Andrei Alexandrescu SeeWebsiteForEmail at erdani.org
Fri Nov 28 06:22:35 PST 2008


(I lost track of quotes, so I yanked them all beyond Don's message.)

Don wrote:
> The problem with that, is that you're then forcing the 'unsigned is a 
> natural' interpretation when it may be erroneous.
> 
> uint.max - 10 is a uint.
> 
> It's an interesting case, because int = u1 - u2 is definitely incorrect 
> when u1 > int.max.
> 
> uint = u1 - u2 may be incorrect when u1 < u2, _if you think of unsigned 
> as a positive number_.
> But, if you think of it as a natural modulo 2^32, uint = u1-u2 is always 
> correct, since that's what's happening mathematically.

Sounds good. One important consideration is that modulo arithmetic is 
considerably easier to understand when two's complement and signs are 
not involved.

> I'm strongly of the opinion that you shouldn't be able to generate an 
> unsigned accidentally -- you should need to either declare a type as 
> uint, or use the 'u' suffix on a literal.
> Right now, properties like 'length' being uint means you get too many 
> surprising uints, especially when using 'auto'.

I am not surprised by length being unsigned. I'm also not surprised by 
hexadecimal constants being unsigned. (They are unsigned in C. Walter 
made them signed or not, depending on their value.)

> I take your point about not wanting to give up the full 32 bits of 
> address space.

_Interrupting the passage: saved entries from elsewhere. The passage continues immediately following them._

//! Polynomials over Z_Q[X]/(X^N + 1) in residue number system form.
//!
//! Q is a product of word-sized primes q_0 · q_1 · ... and a polynomial is
//! stored as one length-N residue vector per prime, residue-major. All
//! residues share the same domain: coefficient or NTT.
//!
//! # Example
//!
//! ```
//! use securesight::math::{NttContext, Poly};
//! use securesight::math::primes::ntt_primes;
//!
//! let moduli = ntt_primes(&[50, 40], 16, &[]).unwrap();
//! let ctx = NttContext::with_moduli(16, &moduli);
//!
//! let a = Poly::from_signed(&[1; 16], &moduli);
//! let mut b = a.clone();
//! b.to_ntt(&ctx);
//! b.from_ntt(&ctx);
//! assert_eq!(a, b);
//! ```

use super::gaussian::GaussianSampler;
use super::modular::ModQ;
use super::ntt::NttContext;
use serde::{Deserialize, Serialize};
use std::ops::{Add, AddAssign, Neg, Sub, SubAssign};

/// RNS polynomial.
#[derive(Clone, Debug, Default, PartialEq, Eq, Serialize, Deserialize)]
pub struct Poly {
    /// Ring dimension N.
    n: usize,
    /// One prime per residue, in storage order.
    moduli: Vec<u64>,
    /// `moduli.len() * n` values, residue `i` at `i * n..(i + 1) * n`.
    coeffs: Vec<u64>,
    /// Whether the residues hold NTT evaluations.
    is_ntt: bool,
}

impl Poly {
    /// Zero polynomial in coefficient domain.
    pub fn zero(n: usize, moduli: &[u64]) -> Self {
        Self {
            n,
            moduli: moduli.to_vec(),
            coeffs: vec![0; n * moduli.len()],
            is_ntt: false,
        }
    }

    /// Lifts small signed coefficients into every residue.
    pub fn from_signed(values: &[i64], moduli: &[u64]) -> Self {
        let coeffs = moduli
            .iter()
            .flat_map(|&q| values.iter().map(move |&v| ModQ::from_signed(v, q)))
            .collect();
        Self {
            n: values.len(),
            moduli: moduli.to_vec(),
            coeffs,
            is_ntt: false,
        }
    }

    /// Lifts wide signed coefficients into every residue.
    pub fn from_i128(values: &[i128], moduli: &[u64]) -> Self {
        let coeffs = moduli
            .iter()
            .flat_map(|&q| values.iter().map(move |&v| ModQ::from_i128(v, q)))
            .collect();
        Self {
            n: values.len(),
            moduli: moduli.to_vec(),
            coeffs,
            is_ntt: false,
        }
    }

    /// Polynomial with discrete Gaussian coefficients.
    pub fn sample_gaussian(n: usize, moduli: &[u64], sampler: &mut GaussianSampler) -> Self {
        Self::from_signed(&sampler.sample_vec(n), moduli)
    }

    /// Polynomial with coefficients uniform in {-1, 0, 1}.
    pub fn sample_ternary(n: usize, moduli: &[u64], sampler: &mut GaussianSampler) -> Self {
        Self::from_signed(&sampler.sample_ternary_vec(n), moduli)
    }

    /// Uniformly random polynomial modulo Q.
    ///
    /// Independent uniform residues are uniform modulo the product, so the
    /// result may be flagged as either domain; it is returned in NTT domain
    /// to save a transform when used as the random half of a key.
    pub fn sample_uniform_ntt(n: usize, moduli: &[u64], sampler: &mut GaussianSampler) -> Self {
        let coeffs = moduli
            .iter()
            .flat_map(|&q| sampler.sample_uniform_vec(n, q))
            .collect();
        Self {
            n,
            moduli: moduli.to_vec(),
            coeffs,
            is_ntt: true,
        }
    }

    /// Ring dimension N.
    pub fn dimension(&self) -> usize {
        self.n
    }

    /// Residue moduli in storage order.
    pub fn moduli(&self) -> &[u64] {
        &self.moduli
    }

    /// Number of residues.
    pub fn residue_count(&self) -> usize {
        self.moduli.len()
    }

    /// Check if in NTT domain
    pub fn is_ntt(&self) -> bool {
        self.is_ntt
    }

    /// Residue `i`.
    pub fn residue(&self, i: usize) -> &[u64] {
        &self.coeffs[i * self.n..(i + 1) * self.n]
    }

    /// Mutable residue `i`.
    pub fn residue_mut(&mut self, i: usize) -> &mut [u64] {
        &mut self.coeffs[i * self.n..(i + 1) * self.n]
    }

    /// Residue `i` as balanced integers in (-q_i/2, q_i/2].
    pub fn centered_residue(&self, i: usize) -> Vec<i64> {
        let q = self.moduli[i];
        self.residue(i)
            .iter()
            .map(|&c| ModQ::to_signed(c, q))
            .collect()
    }

    /// Whether the layout matches `n` and `moduli`, every value is reduced,
    /// and the domain flag equals `ntt`. Used to vet deserialized input.
    pub fn is_well_formed(&self, n: usize, moduli: &[u64], ntt: bool) -> bool {
        self.n == n
            && self.moduli == moduli
            && self.is_ntt == ntt
            && self.coeffs.len() == n * moduli.len()
            && self
                .coeffs
                .chunks(n.max(1))
                .zip(&self.moduli)
                .all(|(residue, &q)| residue.iter().all(|&c| c < q))
    }

    /// Convert to NTT domain
    pub fn to_ntt(&mut self, ctx: &NttContext) {
        if self.is_ntt {
            return;
        }
        for i in 0..self.moduli.len() {
            let idx = Self::table_index(ctx, self.moduli[i]);
            let n = self.n;
            ctx.forward_residue(&mut self.coeffs[i * n..(i + 1) * n], idx);
        }
        self.is_ntt = true;
    }

    /// Convert from NTT domain to coefficient domain
    pub fn from_ntt(&mut self, ctx: &NttContext) {
        if !self.is_ntt {
            return;
        }
        for i in 0..self.moduli.len() {
            let idx = Self::table_index(ctx, self.moduli[i]);
            let n = self.n;
            ctx.inverse_residue(&mut self.coeffs[i * n..(i + 1) * n], idx);
        }
        self.is_ntt = false;
    }

    /// Copy in NTT domain
    pub fn to_ntt_new(&self, ctx: &NttContext) -> Self {
        let mut result = self.clone();
        result.to_ntt(ctx);
        result
    }

    /// Product of two NTT-domain polynomials over the same basis.
    pub fn mul_ntt_domain(&self, other: &Self, ctx: &NttContext) -> Self {
        let mut result = Self {
            n: self.n,
            moduli: self.moduli.clone(),
            coeffs: vec![0; self.coeffs.len()],
            is_ntt: true,
        };
        result.mul_acc_ntt_domain(self, other, ctx);
        result
    }

    /// In-place multiply-accumulate in NTT domain: self += a * b
    pub fn mul_acc_ntt_domain(&mut self, a: &Self, b: &Self, ctx: &NttContext) {
        assert!(
            self.is_ntt && a.is_ntt && b.is_ntt,
            "all polynomials must be in NTT domain"
        );
        assert_eq!(self.moduli, a.moduli, "moduli must match");
        assert_eq!(self.moduli, b.moduli, "moduli must match");

        let n = self.n;
        for i in 0..self.moduli.len() {
            let idx = Self::table_index(ctx, self.moduli[i]);
            let range = i * n..(i + 1) * n;
            ctx.mul_acc_residue(
                &mut self.coeffs[range.clone()],
                &a.coeffs[range.clone()],
                &b.coeffs[range],
                idx,
            );
        }
    }

    /// Copy holding only the residues for `moduli`, in that order.
    ///
    /// # Panics
    ///
    /// Panics if some requested modulus is absent.
    pub fn restrict(&self, moduli: &[u64]) -> Self {
        let mut coeffs = Vec::with_capacity(moduli.len() * self.n);
        for &q in moduli {
            let i = match self.moduli.iter().position(|&m| m == q) {
                Some(i) => i,
                None => panic!("modulus {q} not present in polynomial"),
            };
            coeffs.extend_from_slice(self.residue(i));
        }
        Self {
            n: self.n,
            moduli: moduli.to_vec(),
            coeffs,
            is_ntt: self.is_ntt,
        }
    }

    /// Divides by the last modulus q_last with rounding and drops its residue:
    /// y_j = (x_j - [x]_{q_last}) · q_last^(-1) mod q_j, with the last residue
    /// taken in balanced form.
    ///
    /// Both rescaling and the final step of key switching have this shape.
    /// The polynomial must be in coefficient domain and have at least two
    /// residues.
    pub fn divide_round_by_last(&self) -> Self {
        assert!(!self.is_ntt, "rounding division needs coefficient domain");
        assert!(self.moduli.len() >= 2, "need a residue to divide by");

        let last = self.moduli.len() - 1;
        let q_last = self.moduli[last];
        let centered_last = self.centered_residue(last);
        let kept = &self.moduli[..last];

        let mut coeffs = Vec::with_capacity(kept.len() * self.n);
        for (j, &qj) in kept.iter().enumerate() {
            let inv = match ModQ::inverse(q_last % qj, qj) {
                Some(inv) => inv,
                None => panic!("moduli {q_last} and {qj} are not coprime"),
            };
            coeffs.extend(self.residue(j).iter().zip(&centered_last).map(|(&x, &r)| {
                let diff = ModQ::sub(x, ModQ::from_signed(r, qj), qj);
                ModQ::mul(diff, inv, qj)
            }));
        }

        Self {
            n: self.n,
            moduli: kept.to_vec(),
            coeffs,
            is_ntt: false,
        }
    }

    fn table_index(ctx: &NttContext, q: u64) -> usize {
        match ctx.position(q) {
            Some(idx) => idx,
            None => panic!("modulus {q} not in NTT context"),
        }
    }

    fn zip_with(&self, rhs: &Self, op: impl Fn(u64, u64, u64) -> u64) -> Self {
        assert_eq!(self.moduli, rhs.moduli, "moduli must match");
        assert_eq!(self.is_ntt, rhs.is_ntt, "NTT domains must match");

        let n = self.n.max(1);
        let coeffs = self
            .coeffs
            .chunks(n)
            .zip(rhs.coeffs.chunks(n))
            .zip(&self.moduli)
            .flat_map(|((a, b), &q)| {
                let op = &op;
                a.iter().zip(b).map(move |(&x, &y)| op(x, y, q))
            })
            .collect();

        Self {
            n: self.n,
            moduli: self.moduli.clone(),
            coeffs,
            is_ntt: self.is_ntt,
        }
    }
}

impl Add for &Poly {
    type Output = Poly;

    fn add(self, rhs: Self) -> Self::Output {
        self.zip_with(rhs, |a, b, q| {
            let sum = a + b;
            if sum >= q {
                sum - q
            } else {
                sum
            }
        })
    }
}

impl AddAssign<&Poly> for Poly {
    fn add_assign(&mut self, rhs: &Self) {
        *self = &*self + rhs;
    }
}

impl Sub for &Poly {
    type Output = Poly;

    fn sub(self, rhs: Self) -> Self::Output {
        self.zip_with(rhs, ModQ::sub)
    }
}

impl SubAssign<&Poly> for Poly {
    fn sub_assign(&mut self, rhs: &Self) {
        *self = &*self - rhs;
    }
}

impl Neg for &Poly {
    type Output = Poly;

    fn neg(self) -> Self::Output {
        let n = self.n.max(1);
        let coeffs = self
            .coeffs
            .chunks(n)
            .zip(&self.moduli)
            .flat_map(|(residue, &q)| residue.iter().map(move |&c| ModQ::negate(c, q)))
            .collect();
        Poly {
            n: self.n,
            moduli: self.moduli.clone(),
            coeffs,
            is_ntt: self.is_ntt,
        }
    }
}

The problem is, that if you have an object x which is 
>  >2GB, and a small object y, then  x.length - y.length will erroneously 
> be negative. If we want code (especially in libraries) to cope with such 
> large objects, we need to ensure that any time there's a subtraction 
> involving a length, the first is larger than the second. I think that 
> would preclude the combination:
> 
> length is uint
> byte[].length can exceed 2GB, and code is correct when it does
> uint - uint is an int (or even, can implicitly convert to int)
> 
> As far as I can tell, at least one of these has to go.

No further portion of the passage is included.